Os jogadores da Ponte Preta retomaram as atividades nesta terça-feira (1º), encerrando a paralisação iniciada na semana passada por conta dos salários atrasados. O elenco ainda não recebeu os pagamentos, e a diretoria não definiu um prazo para regularizar a situação. Mesmo assim, os atletas decidiram voltar aos treinos.
Entre os jogadores que participaram da atividade estavam os zagueiros Lucas Cunha e Sergio Palacios, o lateral Danilo Barcelos e os volantes Léo Gomes, André Lima e Murilo Cavalcante.
“Eles voltaram a treinar e vão normalmente para o jogo. Os jogadores fizeram a paralisação esperando que a diretoria se pronunciasse, comparecesse, efetuasse algum pagamento, desse alguma satisfação, mas nada mudou. Em respeito à instituição, mesmo com a diretoria permanecendo inerte, eles resolveram voltar e continuar o campeonato, respeitando a instituição e a torcida”, explicou o advogado ao ge.
Vai pagar quando?
Os débitos da Alvinegra com o elenco profissional variam de seis meses a mais de um ano. Recém-contratado, o técnico Gilson Kleina atuou nos bastidores para convencer os jogadores a retomarem as atividades presenciais no CT do Jardim Eulina.

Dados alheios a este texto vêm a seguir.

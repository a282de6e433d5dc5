use crate::error::Result;

/// The sorted map contract shared by every binary search tree map in this crate.
///
/// # Examples
///
/// ```
/// use bst_maps::avl_tree::AvlMap;
/// use bst_maps::bst::BstMap;
/// use bst_maps::OrderedMap;
///
/// fn fill<M: OrderedMap<u32, u32>>(map: &mut M) {
///     for key in 0..10 {
///         map.insert(key, key * 2);
///     }
/// }
///
/// let mut bst = BstMap::new();
/// let mut avl = AvlMap::new();
/// fill(&mut bst);
/// fill(&mut avl);
/// assert_eq!(OrderedMap::len(&bst), OrderedMap::len(&avl));
/// ```
pub trait OrderedMap<T, U>
where
    T: Ord,
{
    /// Inserts a key-value pair, returning the replaced pair if the key already existed.
    fn insert(&mut self, key: T, value: U) -> Option<(T, U)>;

    fn get(&self, key: &T) -> Option<&U>;

    fn contains_key(&self, key: &T) -> bool {
        self.get(key).is_some()
    }

    /// Overwrites the value of an existing key and returns the previous value. Returns
    /// `Error::KeyNotFound` without touching the map if the key does not exist.
    fn set(&mut self, key: &T, value: U) -> Result<U>;

    fn remove(&mut self, key: &T) -> Option<(T, U)>;

    fn len(&self) -> usize;

    fn is_empty(&self) -> bool {
        self.len() == 0
    }
}
//! Self-balancing binary search tree where the heights of the two child subtrees of any node
//! differ by at most one.

mod map;
mod node;
mod tree;

pub use self::map::{AvlMap, AvlMapIntoIter, AvlMapIter};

Até o momento, a diretoria da Macaca ainda não estabeleceu um prazo para efetuar o pagamento dos salários atrasados.
Base evita W.O.
No último domingo, diante do risco de W.O., a Ponte Preta precisou recorrer ao elenco sub-20 para enfrentar o América-MG. Os jovens, porém, não conseguiram evitar a derrota por 2 a 0, pela Série B do Campeonato Brasileiro.
Com o derrota, a Macaca chegou a 19 jogos consecutivos sem vencer na Série B e igualou o maior jejum da história da competição na era dos pontos corridos, registrado pelo ABC em 2015.
O próximo compromisso da Ponte será diante do São Bernardo. As equipes se enfrentam no domingo (6), às 18h30 (de Brasília), no Moisés Lucarelli, pela 26ª rodada da Série B.
Precisando de um milagre para evitar o rebaixamento, a equipe de Gilson Kleina segue na última colocação da Série B, com apenas 10 pontos em 25 partidas disputadas.